Auch bei der konkreten Planung des Seniorenkonzepts 2030 spielt die Bürgerbeteiligung eine wichtige Rolle. So soll zunächst mit Hilfe möglichst vieler Bewohner ermittelt werden, wie sich die Leutkircher ihr Leben im Alter vorstellen. Dafür kommen etwa eine Expertenrunde, eine Fragebogenaktion oder Informationsveranstaltungen in Frage. Zudem sehen die ersten Umsetzungsschritte unter anderem vor, Projektteams zu bilden. Mittelfristig haben sich die Verantwortlichen zum Ziel gesetzt, einen „hauptamtlichen Kümmerer“zu installieren. Gemeint ist ein externer Berater, der die Erstellung des Konzepts begleitet.
Für den Start des Projekts hat der Leutkircher Gemeinderat eine „Anschubfinanzierung“für vorbereitende Maßnahmen von 3000 Euro bewilligt. Die Verantwortlichen hoffen zudem auf einen Zuschuss im Rahmen eines Förderprogrammes des Landes Baden-Württemberg.
Die Stadträte befürworteten am Montagabend die Pläne zum Seniorenkonzept, das zunächst von Mitgliedern des Arbeitskreises Senioren ins Gespräch gebracht wurde. Götz Neugebauer (SPD) betonte beispielsweise wie wichtig es sei, Möglichkeiten zu schaffen, damit sich ältere, fitte Menschen selbst ehrenamtlich engagieren können. Nach Einschätzung von Reante Falter (CDU) gelte es, bei Senioren ein Bewusstsein dafür zu schaffen, dass es künftig immer schwieriger werde, bis ins ganz hohe Alter in großen Häusern mit üppigen Gärten zu wohnen.

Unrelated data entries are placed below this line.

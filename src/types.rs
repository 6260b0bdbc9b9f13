use serde::{Deserialize, Deserializer, Serialize};

/// Axis-aligned rectangle in millimetres.
#[derive(Debug, Clone, Copy, PartialEq, Eq, Hash, PartialOrd, Ord, Serialize, Deserialize)]
pub struct Rect {
    #[serde(deserialize_with = "deserialize_u32_from_number")]
    pub w: u32,
    #[serde(deserialize_with = "deserialize_u32_from_number")]
    pub h: u32,
}

impl Rect {
    pub fn new(w: u32, h: u32) -> Self {
        Self { w, h }
    }

    pub fn area(&self) -> u64 {
        self.w as u64 * self.h as u64
    }

    pub fn rotated(&self) -> Self {
        Self {
            w: self.h,
            h: self.w,
        }
    }

    pub fn fits_in(&self, other: &Rect) -> bool {
        self.w <= other.w && self.h <= other.h
    }

    /// Orientation of `self` that fits inside `other`, upright first.
    pub fn oriented_in(&self, other: &Rect, allow_rotate: bool) -> Option<Rect> {
        if self.fits_in(other) {
            Some(*self)
        } else if allow_rotate && self.rotated().fits_in(other) {
            Some(self.rotated())
        } else {
            None
        }
    }

    pub fn min_side(&self) -> u32 {
        self.w.min(self.h)
    }

    pub fn is_empty(&self) -> bool {
        self.w == 0 || self.h == 0
    }
}

impl std::fmt::Display for Rect {
    fn fmt(&self, f: &mut std::fmt::Formatter<'_>) -> std::fmt::Result {
        write!(f, "{}x{}", self.w, self.h)
    }
}

/// Whether a material is sold as flat panels or as linear bars.
#[derive(Debug, Clone, Copy, PartialEq, Eq, Hash, PartialOrd, Ord, Serialize, Deserialize)]
#[serde(rename_all = "snake_case")]
pub enum StockKind {
    Panel,
    Linear,
}

/// Size of a stock unit, a required piece or a remnant.
#[derive(Debug, Clone, Copy, PartialEq, Eq, Hash, Serialize, Deserialize)]
#[serde(tag = "kind", rename_all = "snake_case")]
pub enum Shape {
    Panel(Rect),
    Bar {
        #[serde(deserialize_with = "deserialize_u32_from_number")]
        length: u32,
    },
}

impl Shape {
    pub fn bar(length: u32) -> Self {
        Shape::Bar { length }
    }

    pub fn panel(w: u32, h: u32) -> Self {
        Shape::Panel(Rect::new(w, h))
    }

    pub fn kind(&self) -> StockKind {
        match self {
            Shape::Panel(_) => StockKind::Panel,
            Shape::Bar { .. } => StockKind::Linear,
        }
    }

    /// Area in mm² for panels, length in mm for bars.
    pub fn measure(&self) -> u64 {
        match self {
            Shape::Panel(r) => r.area(),
            Shape::Bar { length } => *length as u64,
        }
    }

    pub fn as_rect(&self) -> Option<Rect> {
        match self {
            Shape::Panel(r) => Some(*r),
            Shape::Bar { .. } => None,
        }
    }

    pub fn length(&self) -> Option<u32> {
        match self {
            Shape::Panel(_) => None,
            Shape::Bar { length } => Some(*length),
        }
    }

    /// True when `self` can be cut out of `container` of the same kind.
    pub fn fits_in(&self, container: &Shape, allow_rotate: bool) -> bool {
        match (self, container) {
            (Shape::Panel(piece), Shape::Panel(stock)) => {
                piece.oriented_in(stock, allow_rotate).is_some()
            }
            (Shape::Bar { length }, Shape::Bar { length: stock }) => length <= stock,
            _ => false,
        }
    }

    pub fn is_empty(&self) -> bool {
        self.measure() == 0
    }
}

impl std::fmt::Display for Shape {
    fn fmt(&self, f: &mut std::fmt::Formatter<'_>) -> std::fmt::Result {
        match self {
            Shape::Panel(r) => write!(f, "{r}"),
            Shape::Bar { length } => write!(f, "{length}"),
        }
    }
}

/// Accepts any JSON number and rounds it to whole millimetres.
pub fn deserialize_u32_from_number<'de, D>(deserializer: D) -> Result<u32, D::Error>
where
    D: Deserializer<'de>,
{
    let value = f64::deserialize(deserializer)?;
    if !value.is_finite() || value < 0.0 || value > u32::MAX as f64 {
        return Err(serde::de::Error::custom(format!(
            "expected a non-negative number of millimetres, got {value}"
        )));
    }
    Ok(value.round() as u32)
}

pub fn deserialize_opt_u32_from_number<'de, D>(deserializer: D) -> Result<Option<u32>, D::Error>
where
    D: Deserializer<'de>,
{
    #[derive(Deserialize)]
    struct Wrapper(#[serde(deserialize_with = "deserialize_u32_from_number")] u32);

    Ok(Option::<Wrapper>::deserialize(deserializer)?.map(|Wrapper(v)| v))
}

Brigitte Schuler-Kuon (Unabhängige) plädierte indes dafür, dass über eine „gut beworbene Fragebogen-Aktion“möglichst schnell der Bedarf vieler Leutkircher ermittelt wird. Schließlich arbeiteten die Pflegedienste schon jetzt – gerade auch unter Corona-Bedingungen – „völlig über dem Limit“.